── THE DATA

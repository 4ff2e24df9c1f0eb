//! Bluetooth UUIDs and advertising names for WishRing devices.
//!
//! The ring exposes a single vendor service with three characteristics:
//! a notifying counter, a battery level and a reset signal.

use uuid::{Uuid, uuid};

// --- WishRing Service ---

/// Vendor counter service advertised by the ring.
pub const SERVICE: Uuid = uuid!("0000fff0-0000-1000-8000-00805f9b34fb");

// --- WishRing Characteristics ---

/// Button press counter (4-byte big-endian, notify + read).
pub const COUNTER: Uuid = uuid!("0000fff1-0000-1000-8000-00805f9b34fb");

/// Battery level percentage (1 byte, notify + read).
pub const BATTERY: Uuid = uuid!("0000fff2-0000-1000-8000-00805f9b34fb");

/// Reset signal (1 byte sentinel, notify).
pub const RESET: Uuid = uuid!("0000fff3-0000-1000-8000-00805f9b34fb");

// --- Standard Descriptors ---

/// Client Characteristic Configuration Descriptor used to enable notifications.
pub const CCCD: Uuid = uuid!("00002902-0000-1000-8000-00805f9b34fb");

/// Characteristics the link subscribes to once services are discovered.
pub const NOTIFY_CHARACTERISTICS: [Uuid; 3] = [COUNTER, BATTERY, RESET];

/// Advertised name prefixes that identify a ring (matched case-insensitively).
pub const DEVICE_NAME_PREFIXES: [&str; 3] = ["WISH_RING", "WishRing", "MRD"];

/// Check whether an advertised name belongs to a ring.
///
/// # Examples
///
/// ```
/// use wishring_types::uuid::is_ring_name;
///
/// assert!(is_ring_name("WISH_RING_01"));
/// assert!(is_ring_name("mrd-4411"));
/// assert!(!is_ring_name("HRM-Pro 4471"));
/// ```
#[must_use]
pub fn is_ring_name(name: &str) -> bool {
    matches_prefix(name, &DEVICE_NAME_PREFIXES)
}

/// Check an advertised name against a custom set of prefixes.
#[must_use]
pub fn matches_prefix<S: AsRef<str>>(name: &str, prefixes: &[S]) -> bool {
    let name = name.trim().to_lowercase();
    prefixes
        .iter()
        .any(|prefix| name.starts_with(&prefix.as_ref().to_lowercase()))
}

────

- WHAT TO DO
From the line containing "belongs to a ring." through the last line of the entries above, print every line exactly, including both ends, and nothing else.

- SOLVED EXERCISE
/// Check whether an advertised name belongs to a ring.
///
/// # Examples
///
/// ```
/// use wishring_types::uuid::is_ring_name;
///
/// assert!(is_ring_name("WISH_RING_01"));
/// assert!(is_ring_name("mrd-4411"));
/// assert!(!is_ring_name("HRM-Pro 4471"));
/// ```
#[must_use]
pub fn is_ring_name(name: &str) -> bool {
    matches_prefix(name, &DEVICE_NAME_PREFIXES)
}

/// Check an advertised name against a custom set of prefixes.
#[must_use]
pub fn matches_prefix<S: AsRef<str>>(name: &str, prefixes: &[S]) -> bool {
    let name = name.trim().to_lowercase();
    prefixes
        .iter()
        .any(|prefix| name.starts_with(&prefix.as_ref().to_lowercase()))
}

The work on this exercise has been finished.